//! Small helpers shared across actions, checks, and the retry models.

/// Parses a duration string like `"2s"`, `"500ms"`, `"1m"`, `"1h"`, `"1d"`,
/// `"100us"`/`"100µs"`, `"100ns"`, or a bare number of milliseconds
/// (`"1500"`), returning milliseconds (sub-millisecond units round down).
pub fn parse_duration_ms(input: &str) -> Option<u64> {
    let trimmed = input.trim();
    if let Ok(ms) = trimmed.parse::<u64>() {
        return Some(ms);
    }

    let (number, unit) = trimmed
        .find(|c: char| !c.is_ascii_digit() && c != '.')
        .map(|idx| trimmed.split_at(idx))?;

    let value: f64 = number.parse().ok()?;
    let multiplier = match unit {
        "ns" => 1e-6,
        "us" | "µs" => 1e-3,
        "ms" => 1.0,
        "s" => 1000.0,
        "m" => 60_000.0,
        "h" => 3_600_000.0,
        "d" => 86_400_000.0,
        _ => return None,
    };
    Some((value * multiplier) as u64)
}

#[cfg(test)]
mod tests {
    use super::*;

    #[test]
    fn parses_bare_milliseconds() {
        assert_eq!(parse_duration_ms("1500"), Some(1500));
    }

    #[test]
    fn parses_suffixed_durations() {
        assert_eq!(parse_duration_ms("2s"), Some(2000));
        assert_eq!(parse_duration_ms("500ms"), Some(500));
        assert_eq!(parse_duration_ms("1.5s"), Some(1500));
        assert_eq!(parse_duration_ms("1m"), Some(60_000));
        assert_eq!(parse_duration_ms("1h"), Some(3_600_000));
    }

    #[test]
    fn rejects_unknown_units() {
        assert_eq!(parse_duration_ms("3 fortnights"), None);
    }

    #[test]
    fn parses_days_and_sub_millisecond_units() {
        assert_eq!(parse_duration_ms("1d"), Some(86_400_000));
        assert_eq!(parse_duration_ms("2000us"), Some(2));
        assert_eq!(parse_duration_ms("2000µs"), Some(2));
        assert_eq!(parse_duration_ms("2_000_000ns"), None);
        assert_eq!(parse_duration_ms("2000000ns"), Some(2));
    }
}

#####

__Exercise__:
Every record must be given again exactly as it was written.

__Answer space__:
//! Small helpers shared across actions, checks, and the retry models.

/// Parses a duration string like `"2s"`, `"500ms"`, `"1m"`, `"1h"`, `"1d"`,
/// `"100us"`/`"100µs"`, `"100ns"`, or a bare number of milliseconds
/// (`"1500"`), returning milliseconds (sub-millisecond units round down).
pub fn parse_duration_ms(input: &str) -> Option<u64> {
    let trimmed = input.trim();
    if let Ok(ms) = trimmed.parse::<u64>() {
        return Some(ms);
    }

    let (number, unit) = trimmed
        .find(|c: char| !c.is_ascii_digit() && c != '.')
        .map(|idx| trimmed.split_at(idx))?;

    let value: f64 = number.parse().ok()?;
    let multiplier = match unit {
        "ns" => 1e-6,
        "us" | "µs" => 1e-3,
        "ms" => 1.0,
        "s" => 1000.0,
        "m" => 60_000.0,
        "h" => 3_600_000.0,
        "d" => 86_400_000.0,
        _ => return None,
    };
    Some((value * multiplier) as u64)
}

#[cfg(test)]
mod tests {
    use super::*;

    #[test]
    fn parses_bare_milliseconds() {
        assert_eq!(parse_duration_ms("1500"), Some(1500));
    }

    #[test]
    fn parses_suffixed_durations() {
        assert_eq!(parse_duration_ms("2s"), Some(2000));
        assert_eq!(parse_duration_ms("500ms"), Some(500));
        assert_eq!(parse_duration_ms("1.5s"), Some(1500));
        assert_eq!(parse_duration_ms("1m"), Some(60_000));
        assert_eq!(parse_duration_ms("1h"), Some(3_600_000));
    }

    #[test]
    fn rejects_unknown_units() {
        assert_eq!(parse_duration_ms("3 fortnights"), None);
    }

    #[test]
    fn parses_days_and_sub_millisecond_units() {
        assert_eq!(parse_duration_ms("1d"), Some(86_400_000));
        assert_eq!(parse_duration_ms("2000us"), Some(2));
        assert_eq!(parse_duration_ms("2000µs"), Some(2));
        assert_eq!(parse_duration_ms("2_000_000ns"), None);
        assert_eq!(parse_duration_ms("2000000ns"), Some(2));
    }
}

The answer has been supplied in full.